About this task: Retype, word for word, every line from the one holding "self.profile.send_replace(Some(profile.clone()));" through the one holding "self.profile.send_replace(profile.clone());" in the entries below, both included, and only those lines.

Information provided:
▬▬▬▬▬▬▬▬▬▬

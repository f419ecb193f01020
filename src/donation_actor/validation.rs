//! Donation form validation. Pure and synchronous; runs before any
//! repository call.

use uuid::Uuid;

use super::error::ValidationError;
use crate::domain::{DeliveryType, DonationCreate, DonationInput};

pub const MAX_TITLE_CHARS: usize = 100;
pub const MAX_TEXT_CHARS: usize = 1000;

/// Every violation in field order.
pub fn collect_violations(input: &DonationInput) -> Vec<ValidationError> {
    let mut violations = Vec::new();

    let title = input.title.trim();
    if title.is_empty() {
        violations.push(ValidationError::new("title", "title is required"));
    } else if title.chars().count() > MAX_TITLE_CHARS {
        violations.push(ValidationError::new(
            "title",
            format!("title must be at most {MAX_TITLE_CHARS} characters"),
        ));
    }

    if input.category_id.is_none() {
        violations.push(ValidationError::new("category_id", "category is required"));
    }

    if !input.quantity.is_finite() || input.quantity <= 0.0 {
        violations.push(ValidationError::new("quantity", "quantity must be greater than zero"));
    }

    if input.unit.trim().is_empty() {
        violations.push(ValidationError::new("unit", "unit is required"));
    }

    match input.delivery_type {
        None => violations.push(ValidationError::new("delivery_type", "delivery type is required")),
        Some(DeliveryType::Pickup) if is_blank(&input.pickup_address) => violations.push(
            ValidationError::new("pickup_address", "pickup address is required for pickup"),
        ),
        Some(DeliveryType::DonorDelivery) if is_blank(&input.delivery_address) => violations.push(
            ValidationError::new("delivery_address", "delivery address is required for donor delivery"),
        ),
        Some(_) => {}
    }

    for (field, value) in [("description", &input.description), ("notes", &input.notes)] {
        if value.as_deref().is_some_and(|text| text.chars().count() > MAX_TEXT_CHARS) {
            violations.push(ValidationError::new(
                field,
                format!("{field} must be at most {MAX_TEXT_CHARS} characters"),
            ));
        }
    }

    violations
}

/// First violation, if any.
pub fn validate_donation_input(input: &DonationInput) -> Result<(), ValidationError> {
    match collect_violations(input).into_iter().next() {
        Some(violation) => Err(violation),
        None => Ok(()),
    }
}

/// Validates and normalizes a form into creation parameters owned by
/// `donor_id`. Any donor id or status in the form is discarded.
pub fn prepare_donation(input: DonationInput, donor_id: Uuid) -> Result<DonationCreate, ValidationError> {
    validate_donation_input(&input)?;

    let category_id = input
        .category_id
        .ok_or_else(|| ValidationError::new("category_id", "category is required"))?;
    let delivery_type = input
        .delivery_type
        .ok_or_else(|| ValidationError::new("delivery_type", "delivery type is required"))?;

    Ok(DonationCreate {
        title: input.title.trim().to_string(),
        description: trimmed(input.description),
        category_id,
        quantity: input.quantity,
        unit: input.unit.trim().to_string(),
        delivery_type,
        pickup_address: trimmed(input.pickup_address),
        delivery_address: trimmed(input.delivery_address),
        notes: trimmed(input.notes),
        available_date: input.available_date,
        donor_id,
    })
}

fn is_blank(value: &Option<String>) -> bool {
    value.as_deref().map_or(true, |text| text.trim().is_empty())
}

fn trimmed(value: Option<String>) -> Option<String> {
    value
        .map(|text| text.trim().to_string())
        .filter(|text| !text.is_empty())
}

▬▬▬▬▬▬▬▬▬▬

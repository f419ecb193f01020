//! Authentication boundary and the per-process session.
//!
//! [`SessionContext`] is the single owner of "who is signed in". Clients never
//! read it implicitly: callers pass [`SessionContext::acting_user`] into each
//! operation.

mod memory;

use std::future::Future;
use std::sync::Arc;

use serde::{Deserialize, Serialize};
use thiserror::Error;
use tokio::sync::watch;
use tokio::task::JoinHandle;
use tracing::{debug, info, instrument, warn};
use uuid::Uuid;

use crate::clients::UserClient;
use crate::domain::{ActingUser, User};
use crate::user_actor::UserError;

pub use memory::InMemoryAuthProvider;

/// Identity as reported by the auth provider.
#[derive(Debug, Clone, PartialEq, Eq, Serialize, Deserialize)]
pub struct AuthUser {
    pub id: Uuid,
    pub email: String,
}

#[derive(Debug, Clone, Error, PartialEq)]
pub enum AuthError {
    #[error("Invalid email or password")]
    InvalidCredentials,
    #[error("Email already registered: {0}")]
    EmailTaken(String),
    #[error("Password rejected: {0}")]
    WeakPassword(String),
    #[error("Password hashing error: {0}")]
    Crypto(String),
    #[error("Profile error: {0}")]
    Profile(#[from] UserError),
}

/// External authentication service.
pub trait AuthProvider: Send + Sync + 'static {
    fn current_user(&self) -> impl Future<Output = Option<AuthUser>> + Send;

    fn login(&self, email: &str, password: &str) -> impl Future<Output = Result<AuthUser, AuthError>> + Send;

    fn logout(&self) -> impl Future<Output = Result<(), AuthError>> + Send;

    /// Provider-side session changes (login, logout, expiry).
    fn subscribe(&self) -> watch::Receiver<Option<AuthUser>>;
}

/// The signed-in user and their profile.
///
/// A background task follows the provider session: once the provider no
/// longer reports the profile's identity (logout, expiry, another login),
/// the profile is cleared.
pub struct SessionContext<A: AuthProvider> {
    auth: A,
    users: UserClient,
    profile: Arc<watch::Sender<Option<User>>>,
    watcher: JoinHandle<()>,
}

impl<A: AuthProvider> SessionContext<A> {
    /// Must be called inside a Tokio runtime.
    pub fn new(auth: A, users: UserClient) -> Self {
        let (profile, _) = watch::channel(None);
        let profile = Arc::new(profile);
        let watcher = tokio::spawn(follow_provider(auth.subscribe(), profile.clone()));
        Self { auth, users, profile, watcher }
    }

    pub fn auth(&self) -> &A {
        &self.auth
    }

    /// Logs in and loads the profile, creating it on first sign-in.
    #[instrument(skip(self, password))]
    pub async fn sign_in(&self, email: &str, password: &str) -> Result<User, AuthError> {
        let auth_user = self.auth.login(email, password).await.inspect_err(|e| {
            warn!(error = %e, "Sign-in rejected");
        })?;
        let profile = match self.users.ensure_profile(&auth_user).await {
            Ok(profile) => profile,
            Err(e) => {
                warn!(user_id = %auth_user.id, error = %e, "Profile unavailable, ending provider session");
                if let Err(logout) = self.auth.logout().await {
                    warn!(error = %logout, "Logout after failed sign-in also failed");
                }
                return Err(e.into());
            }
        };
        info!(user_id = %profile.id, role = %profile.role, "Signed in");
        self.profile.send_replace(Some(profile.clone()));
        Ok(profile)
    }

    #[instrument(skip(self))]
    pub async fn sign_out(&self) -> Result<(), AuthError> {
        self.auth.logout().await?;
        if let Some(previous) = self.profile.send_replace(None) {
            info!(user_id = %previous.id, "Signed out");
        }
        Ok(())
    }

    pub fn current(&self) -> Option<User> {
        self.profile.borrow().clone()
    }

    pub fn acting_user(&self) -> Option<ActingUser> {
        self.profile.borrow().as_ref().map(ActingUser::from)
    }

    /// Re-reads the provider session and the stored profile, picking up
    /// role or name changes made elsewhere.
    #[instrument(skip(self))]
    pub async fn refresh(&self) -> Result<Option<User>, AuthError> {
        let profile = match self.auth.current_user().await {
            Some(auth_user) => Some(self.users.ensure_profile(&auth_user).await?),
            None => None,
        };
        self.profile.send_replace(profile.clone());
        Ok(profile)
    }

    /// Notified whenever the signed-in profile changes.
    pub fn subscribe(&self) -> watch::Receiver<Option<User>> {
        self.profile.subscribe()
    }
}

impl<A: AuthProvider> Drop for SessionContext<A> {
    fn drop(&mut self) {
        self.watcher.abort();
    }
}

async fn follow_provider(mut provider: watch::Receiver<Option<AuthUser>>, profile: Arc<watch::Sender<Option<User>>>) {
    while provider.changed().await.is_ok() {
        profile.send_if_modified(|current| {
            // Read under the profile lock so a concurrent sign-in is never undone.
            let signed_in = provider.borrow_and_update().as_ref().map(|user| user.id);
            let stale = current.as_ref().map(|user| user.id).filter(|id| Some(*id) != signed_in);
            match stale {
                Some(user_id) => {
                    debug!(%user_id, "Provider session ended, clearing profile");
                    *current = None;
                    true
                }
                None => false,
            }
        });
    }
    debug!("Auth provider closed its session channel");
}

▬▬▬▬▬▬▬▬▬▬

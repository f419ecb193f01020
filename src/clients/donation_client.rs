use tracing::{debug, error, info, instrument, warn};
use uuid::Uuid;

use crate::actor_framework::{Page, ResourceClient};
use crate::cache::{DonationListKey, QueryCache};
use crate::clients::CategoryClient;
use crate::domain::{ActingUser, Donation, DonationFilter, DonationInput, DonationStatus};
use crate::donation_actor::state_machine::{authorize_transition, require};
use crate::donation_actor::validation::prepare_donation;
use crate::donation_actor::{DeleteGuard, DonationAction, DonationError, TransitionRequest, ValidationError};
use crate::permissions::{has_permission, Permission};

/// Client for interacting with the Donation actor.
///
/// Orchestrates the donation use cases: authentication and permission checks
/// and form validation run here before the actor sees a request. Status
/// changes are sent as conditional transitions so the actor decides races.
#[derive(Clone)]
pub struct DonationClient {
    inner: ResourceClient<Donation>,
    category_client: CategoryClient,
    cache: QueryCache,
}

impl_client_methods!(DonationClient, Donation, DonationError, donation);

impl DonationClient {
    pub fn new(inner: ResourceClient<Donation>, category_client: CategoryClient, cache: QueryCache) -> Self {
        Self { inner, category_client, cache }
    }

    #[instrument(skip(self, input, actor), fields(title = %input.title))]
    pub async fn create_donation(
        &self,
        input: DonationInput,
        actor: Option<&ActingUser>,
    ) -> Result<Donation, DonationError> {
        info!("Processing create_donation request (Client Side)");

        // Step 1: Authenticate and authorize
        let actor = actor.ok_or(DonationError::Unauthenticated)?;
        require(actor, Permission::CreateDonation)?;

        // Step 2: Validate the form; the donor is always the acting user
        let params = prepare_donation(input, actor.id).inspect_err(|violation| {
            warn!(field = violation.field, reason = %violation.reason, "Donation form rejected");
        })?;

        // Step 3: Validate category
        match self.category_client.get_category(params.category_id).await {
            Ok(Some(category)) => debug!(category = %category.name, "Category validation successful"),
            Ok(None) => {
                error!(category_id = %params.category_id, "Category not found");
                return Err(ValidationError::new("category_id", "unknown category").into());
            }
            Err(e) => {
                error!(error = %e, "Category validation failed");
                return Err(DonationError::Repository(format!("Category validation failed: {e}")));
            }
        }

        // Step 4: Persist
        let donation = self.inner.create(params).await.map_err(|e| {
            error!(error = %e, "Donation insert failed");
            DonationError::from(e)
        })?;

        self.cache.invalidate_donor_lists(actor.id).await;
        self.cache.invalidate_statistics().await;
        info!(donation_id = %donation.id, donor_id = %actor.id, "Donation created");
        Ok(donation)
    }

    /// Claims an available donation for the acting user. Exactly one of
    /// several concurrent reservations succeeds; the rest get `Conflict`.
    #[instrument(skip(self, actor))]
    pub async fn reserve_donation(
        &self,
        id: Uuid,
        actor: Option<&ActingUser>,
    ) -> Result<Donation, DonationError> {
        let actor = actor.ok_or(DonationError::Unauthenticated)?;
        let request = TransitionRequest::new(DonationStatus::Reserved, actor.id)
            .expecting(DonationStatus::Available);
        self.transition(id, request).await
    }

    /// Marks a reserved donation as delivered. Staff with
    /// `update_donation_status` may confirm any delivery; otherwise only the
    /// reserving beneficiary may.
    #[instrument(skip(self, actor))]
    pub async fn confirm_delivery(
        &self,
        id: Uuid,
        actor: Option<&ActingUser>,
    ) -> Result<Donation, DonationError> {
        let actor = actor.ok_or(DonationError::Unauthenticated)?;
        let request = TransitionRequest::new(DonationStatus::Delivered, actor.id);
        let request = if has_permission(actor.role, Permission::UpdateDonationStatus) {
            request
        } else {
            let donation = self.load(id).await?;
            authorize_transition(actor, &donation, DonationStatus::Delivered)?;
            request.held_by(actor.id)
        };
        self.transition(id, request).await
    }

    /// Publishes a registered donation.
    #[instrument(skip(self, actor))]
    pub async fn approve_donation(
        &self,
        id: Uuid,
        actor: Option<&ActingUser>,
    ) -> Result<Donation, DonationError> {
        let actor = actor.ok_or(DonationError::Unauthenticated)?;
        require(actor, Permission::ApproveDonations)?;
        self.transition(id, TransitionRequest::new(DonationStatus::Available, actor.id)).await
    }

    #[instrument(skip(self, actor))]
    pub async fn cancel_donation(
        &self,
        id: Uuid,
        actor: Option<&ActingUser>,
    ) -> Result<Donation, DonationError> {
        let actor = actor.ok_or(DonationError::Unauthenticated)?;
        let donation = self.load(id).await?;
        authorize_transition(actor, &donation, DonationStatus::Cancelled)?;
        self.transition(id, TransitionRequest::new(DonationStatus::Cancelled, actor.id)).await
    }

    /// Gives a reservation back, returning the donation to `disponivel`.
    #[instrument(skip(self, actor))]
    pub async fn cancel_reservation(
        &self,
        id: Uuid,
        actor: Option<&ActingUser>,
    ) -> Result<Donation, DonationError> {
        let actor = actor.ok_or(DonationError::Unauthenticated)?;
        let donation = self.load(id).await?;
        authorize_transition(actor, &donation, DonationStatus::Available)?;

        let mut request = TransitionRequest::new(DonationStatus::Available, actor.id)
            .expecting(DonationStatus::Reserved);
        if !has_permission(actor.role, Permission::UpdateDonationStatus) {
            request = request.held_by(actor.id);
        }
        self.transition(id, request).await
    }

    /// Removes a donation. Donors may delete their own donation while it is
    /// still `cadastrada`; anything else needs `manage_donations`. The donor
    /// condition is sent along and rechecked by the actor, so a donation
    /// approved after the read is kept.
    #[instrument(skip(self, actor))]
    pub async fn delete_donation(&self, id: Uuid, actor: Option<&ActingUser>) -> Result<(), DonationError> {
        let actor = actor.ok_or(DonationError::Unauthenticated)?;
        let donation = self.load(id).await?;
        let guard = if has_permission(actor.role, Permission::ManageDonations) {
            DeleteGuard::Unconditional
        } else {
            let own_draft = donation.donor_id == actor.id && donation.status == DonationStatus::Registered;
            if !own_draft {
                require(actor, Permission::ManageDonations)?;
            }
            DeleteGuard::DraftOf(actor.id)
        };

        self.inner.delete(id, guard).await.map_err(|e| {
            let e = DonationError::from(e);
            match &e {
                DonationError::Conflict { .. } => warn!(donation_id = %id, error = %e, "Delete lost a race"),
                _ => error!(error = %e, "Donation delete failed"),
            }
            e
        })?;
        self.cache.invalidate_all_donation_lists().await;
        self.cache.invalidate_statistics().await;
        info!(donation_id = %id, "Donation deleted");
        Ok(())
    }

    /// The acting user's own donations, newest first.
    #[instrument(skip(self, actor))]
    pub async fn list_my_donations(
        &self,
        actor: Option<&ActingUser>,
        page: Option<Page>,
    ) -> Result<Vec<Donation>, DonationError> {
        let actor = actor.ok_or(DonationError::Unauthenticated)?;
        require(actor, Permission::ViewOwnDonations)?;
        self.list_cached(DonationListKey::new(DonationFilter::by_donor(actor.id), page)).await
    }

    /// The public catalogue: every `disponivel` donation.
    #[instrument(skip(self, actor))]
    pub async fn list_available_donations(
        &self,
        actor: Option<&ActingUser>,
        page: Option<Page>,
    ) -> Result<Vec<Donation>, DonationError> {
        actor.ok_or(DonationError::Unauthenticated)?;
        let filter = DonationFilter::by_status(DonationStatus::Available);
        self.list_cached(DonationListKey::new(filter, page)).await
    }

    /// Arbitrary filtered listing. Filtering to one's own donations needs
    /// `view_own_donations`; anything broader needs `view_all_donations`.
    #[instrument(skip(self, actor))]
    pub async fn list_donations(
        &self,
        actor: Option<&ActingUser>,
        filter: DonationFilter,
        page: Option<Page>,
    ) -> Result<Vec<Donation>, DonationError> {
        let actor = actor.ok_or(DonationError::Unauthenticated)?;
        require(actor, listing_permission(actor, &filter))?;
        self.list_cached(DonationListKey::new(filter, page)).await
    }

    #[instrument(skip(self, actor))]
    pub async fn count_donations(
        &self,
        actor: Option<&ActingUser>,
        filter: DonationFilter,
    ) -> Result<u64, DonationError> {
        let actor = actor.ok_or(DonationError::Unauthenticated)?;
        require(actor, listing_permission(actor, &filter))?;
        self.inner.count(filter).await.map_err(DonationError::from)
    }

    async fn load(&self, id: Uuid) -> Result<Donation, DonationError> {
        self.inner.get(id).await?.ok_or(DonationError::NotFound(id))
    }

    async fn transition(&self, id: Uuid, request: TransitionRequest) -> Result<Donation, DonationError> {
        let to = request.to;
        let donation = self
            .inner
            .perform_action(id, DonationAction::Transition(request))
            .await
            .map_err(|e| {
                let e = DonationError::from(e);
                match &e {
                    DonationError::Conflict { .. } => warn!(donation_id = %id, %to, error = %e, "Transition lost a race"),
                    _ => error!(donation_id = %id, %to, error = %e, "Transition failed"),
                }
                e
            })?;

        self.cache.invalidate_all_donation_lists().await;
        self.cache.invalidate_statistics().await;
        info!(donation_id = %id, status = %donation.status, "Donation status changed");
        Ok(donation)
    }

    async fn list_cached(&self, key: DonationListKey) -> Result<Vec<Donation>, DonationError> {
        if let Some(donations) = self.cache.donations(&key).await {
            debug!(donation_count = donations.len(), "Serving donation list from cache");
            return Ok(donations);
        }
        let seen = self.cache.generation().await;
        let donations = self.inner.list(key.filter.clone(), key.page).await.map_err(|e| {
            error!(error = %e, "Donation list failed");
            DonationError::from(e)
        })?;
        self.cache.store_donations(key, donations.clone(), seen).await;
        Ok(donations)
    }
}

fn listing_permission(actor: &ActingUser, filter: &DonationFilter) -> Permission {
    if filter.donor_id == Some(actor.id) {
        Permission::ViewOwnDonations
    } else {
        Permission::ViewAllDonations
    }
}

▬▬▬▬▬▬▬▬▬▬

Result for this task:
        self.profile.send_replace(Some(profile.clone()));
        Ok(profile)
    }

    #[instrument(skip(self))]
    pub async fn sign_out(&self) -> Result<(), AuthError> {
        self.auth.logout().await?;
        if let Some(previous) = self.profile.send_replace(None) {
            info!(user_id = %previous.id, "Signed out");
        }
        Ok(())
    }

    pub fn current(&self) -> Option<User> {
        self.profile.borrow().clone()
    }

    pub fn acting_user(&self) -> Option<ActingUser> {
        self.profile.borrow().as_ref().map(ActingUser::from)
    }

    /// Re-reads the provider session and the stored profile, picking up
    /// role or name changes made elsewhere.
    #[instrument(skip(self))]
    pub async fn refresh(&self) -> Result<Option<User>, AuthError> {
        let profile = match self.auth.current_user().await {
            Some(auth_user) => Some(self.users.ensure_profile(&auth_user).await?),
            None => None,
        };
        self.profile.send_replace(profile.clone());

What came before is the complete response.